→ **EXERCISE DIRECTIONS**:
Could you output all of the records below exactly as they appear?

[Opening THE DATA section]

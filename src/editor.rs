//! The editor: owns the buffer, the selections, and the syntax cache, and
//! exposes the command surface the host drives.
//!
//! Commands are atomic with respect to observers: within a command every
//! buffer and selection mutation completes before anything can be rendered,
//! and rendering itself is a pure query over committed state. Bulk edits
//! follow the batch protocol: selections are walked in ascending order,
//! rebased by the insertions and deletions performed so far, edited, and the
//! whole set is collapsed once at the end.

use std::path::Path;

use crate::config::Config;
use crate::model::{Selection, Selections, TextBuffer};
use crate::syntax::{Highlighter, Language};
use crate::view::{LineRecord, Theme};

pub struct Editor {
    buffer: TextBuffer,
    selections: Selections,
    highlighter: Highlighter,
    theme: Theme,
    config: Config,
}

[Closing THE DATA section]

→ **SOLUTION BELOW**:
filename src/editor.rs
//! The editor: owns the buffer, the selections, and the syntax cache, and
//! exposes the command surface the host drives.
//!
//! Commands are atomic with respect to observers: within a command every
//! buffer and selection mutation completes before anything can be rendered,
//! and rendering itself is a pure query over committed state. Bulk edits
//! follow the batch protocol: selections are walked in ascending order,
//! rebased by the insertions and deletions performed so far, edited, and the
//! whole set is collapsed once at the end.

use std::path::Path;

use crate::config::Config;
use crate::model::{Selection, Selections, TextBuffer};
use crate::syntax::{Highlighter, Language};
use crate::view::{LineRecord, Theme};

pub struct Editor {
    buffer: TextBuffer,
    selections: Selections,
    highlighter: Highlighter,
    theme: Theme,
    config: Config,
}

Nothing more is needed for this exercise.